Chronic pancreatitis
The most common cause of chronic pancreatitis is alcohol (Box 6.3). Alcohol leads to hypersecretion of a proteinaceous fluid that can precipitate first in the small pancreatic ducts and later in the main pancreatic ducts. These deposits block the ducts and cause dilatation of the ducteals; later, inflammatory infiltrates appear. It is unclear whether or not the normal pancreas secretes a specific protein that inhibits calcium carbonate stone formation (stone-inhibitor protein). Smoking increases the risk of chronic pancreatitis.
Clinical presentation
While patients with chronic pancreatitis may present with episodes of acute pancreatitis (Ch 4), the common mode of presentation is intermittent abdominal pain, usually in the epigastric region after eating (15–30 minutes) and radiating to the back. It may improve by the patient sitting upright and leaning forward. The pain may also occur in the right or left upper quadrant. It is typically severe and is unrelieved by eating or antacids. Alcohol and fatty meals may make the pain worse. It tends to become more continuous with disease progression. There may be diarrhoea and steatorrhoea as well as weight loss due to pancreatic insufficiency (Ch 14). Commonly these patients have a history of high analgesic use and abuse. The clinical problem may be very difficult to evaluate if the patient has become narcotic-dependent. Thus, it may be hard to be sure which of the symptoms are due to chronic pancreatitis.
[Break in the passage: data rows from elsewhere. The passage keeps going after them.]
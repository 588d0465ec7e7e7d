//! One-sided Jacobi SVD and minimum-norm least squares
//!
//! The design matrices solved here are the 24x7 centered regressor windows,
//! far below the size where LAPACK would pay off. Rotating the columns of
//! `X` directly, instead of forming `X'X`, keeps the relative accuracy of
//! small singular values, so a regressor measured on a much smaller scale
//! than the others still gets its slope.

use crate::error::{RegressionError, Result};
use ndarray::{Array1, Array2, ArrayView1, ArrayView2};

/// Default sweep cap of [`jacobi_svd`].
pub const DEFAULT_MAX_SWEEPS: usize = 60;

/// Thin singular value decomposition `A = U diag(σ) V'`.
#[derive(Debug, Clone)]
pub struct Svd {
    /// Left singular vectors (columns, unit norm where `σ > 0`)
    pub u: Array2<f64>,
    /// Singular values, one per column of the input
    pub singular_values: Array1<f64>,
    /// Right singular vectors (columns)
    pub v: Array2<f64>,
}

impl Svd {
    /// Singular values at or below this are treated as zero.
    pub fn rank_cutoff(&self) -> f64 {
        let sigma_max = self.singular_values.iter().copied().fold(0.0, f64::max);
        let dim = self.u.nrows().max(self.v.nrows()) as f64;
        sigma_max * dim * f64::EPSILON
    }

    /// Number of singular values above [`Svd::rank_cutoff`].
    pub fn rank(&self) -> usize {
        let cutoff = self.rank_cutoff();
        self.singular_values.iter().filter(|s| **s > cutoff).count()
    }
}

/// One-sided (Hestenes) Jacobi SVD of an `m x n` matrix
///
/// Column pairs are rotated until every pair is orthogonal to working
/// precision. The singular values are the final column norms; they are
/// returned in column order, unsorted.
pub fn jacobi_svd(matrix: ArrayView2<'_, f64>, max_sweeps: usize) -> Svd {
    let n = matrix.ncols();
    let mut a = matrix.to_owned();
    let mut v = Array2::<f64>::eye(n);

    for _ in 0..max_sweeps {
        let mut rotated = false;
        for p in 0..n {
            for q in (p + 1)..n {
                let alpha = a.column(p).dot(&a.column(p));
                let beta = a.column(q).dot(&a.column(q));
                let gamma = a.column(p).dot(&a.column(q));
                if gamma == 0.0 || gamma.abs() <= f64::EPSILON * (alpha * beta).sqrt() {
                    continue;
                }
                let (cos_theta, sin_theta) = compute_rotation(alpha, beta, gamma);
                rotate_columns(&mut a, p, q, cos_theta, sin_theta);
                rotate_columns(&mut v, p, q, cos_theta, sin_theta);
                rotated = true;
            }
        }
        if !rotated {
            break;
        }
    }

    let singular_values: Array1<f64> = a.columns().into_iter().map(|c| c.dot(&c).sqrt()).collect();
    for (mut column, sigma) in a.columns_mut().into_iter().zip(singular_values.iter()) {
        if *sigma > 0.0 {
            column /= *sigma;
        }
    }

    Svd {
        u: a,
        singular_values,
        v,
    }
}

/// Rotation (cos, sin) that orthogonalizes a column pair with squared norms
/// `app`, `aqq` and inner product `apq`
fn compute_rotation(app: f64, aqq: f64, apq: f64) -> (f64, f64) {
    let tau = (aqq - app) / (2.0 * apq);
    let t = if tau >= 0.0 {
        1.0 / (tau + (1.0 + tau * tau).sqrt())
    } else {
        -1.0 / (-tau + (1.0 + tau * tau).sqrt())
    };

    let cos_theta = 1.0 / (1.0 + t * t).sqrt();
    (cos_theta, t * cos_theta)
}

fn rotate_columns(m: &mut Array2<f64>, p: usize, q: usize, cos_theta: f64, sin_theta: f64) {
    for i in 0..m.nrows() {
        let mip = m[[i, p]];
        let miq = m[[i, q]];
        m[[i, p]] = cos_theta * mip - sin_theta * miq;
        m[[i, q]] = sin_theta * mip + cos_theta * miq;
    }
}

/// Minimum-norm least-squares solution of `X b ≈ y`
///
/// Directions whose singular value falls below [`Svd::rank_cutoff`] are
/// dropped, so zero columns get a zero coefficient and collinear columns
/// share theirs.
pub fn least_squares(x: ArrayView2<'_, f64>, y: ArrayView1<'_, f64>) -> Result<Array1<f64>> {
    if y.len() != x.nrows() {
        return Err(RegressionError::DimensionMismatch {
            expected: x.nrows(),
            actual: y.len(),
        });
    }

    let svd = jacobi_svd(x, DEFAULT_MAX_SWEEPS);
    let cutoff = svd.rank_cutoff();

    let mut solution = Array1::<f64>::zeros(x.ncols());
    for (j, sigma) in svd.singular_values.iter().enumerate() {
        if *sigma <= cutoff {
            continue;
        }
        let weight = svd.u.column(j).dot(&y) / sigma;
        solution.scaled_add(weight, &svd.v.column(j));
    }
    Ok(solution)
}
On physical examination, there may be signs of wasting and malnutrition. Rarely, jaundice is present because of obstruction of the common bile duct. Patients may also have evidence of diabetes mellitus with advanced disease. Other complications of chronic pancreatitis include the development of pseudocysts, which may become infected (Ch 4). Pancreatic ascites can also occur (Ch 20). Clinical evidence of vitamin deficiency is rare (fat-soluble vitamins [A, D, E and K] or B12).
Diagnosis
If patients have diarrhoea or suspected steatorrhoea, a 3-day faecal fat estimation should be obtained. A faecal fat excretion of over 40 g per day is usually only seen with pancreatic steatorrhoea (Ch 14). Cystic fibrosis needs to be considered in children or young adults in such cases and a sweat electrolyte test should be obtained. It is also important to check serum calcium and triglyceride levels to exclude these rare causes of chronic pancreatitis.
Treatment
In difficult cases, relief of pancreatic duct obstruction with endoscopic removal of stones or extracorporeal lithotripsy may sometimes be helpful. Temporary insertion of a stent into a proximally obstructed pancreatic duct may be of value. If a pseudocyst is present in a patient with pain, it may respond to drainage, which can be done radiologically, endoscopically or occasionally by surgery. Coeliac axis nerve blocks are worth a trial, and bilateral thoracoscopic splanchnicectomy has shown promise.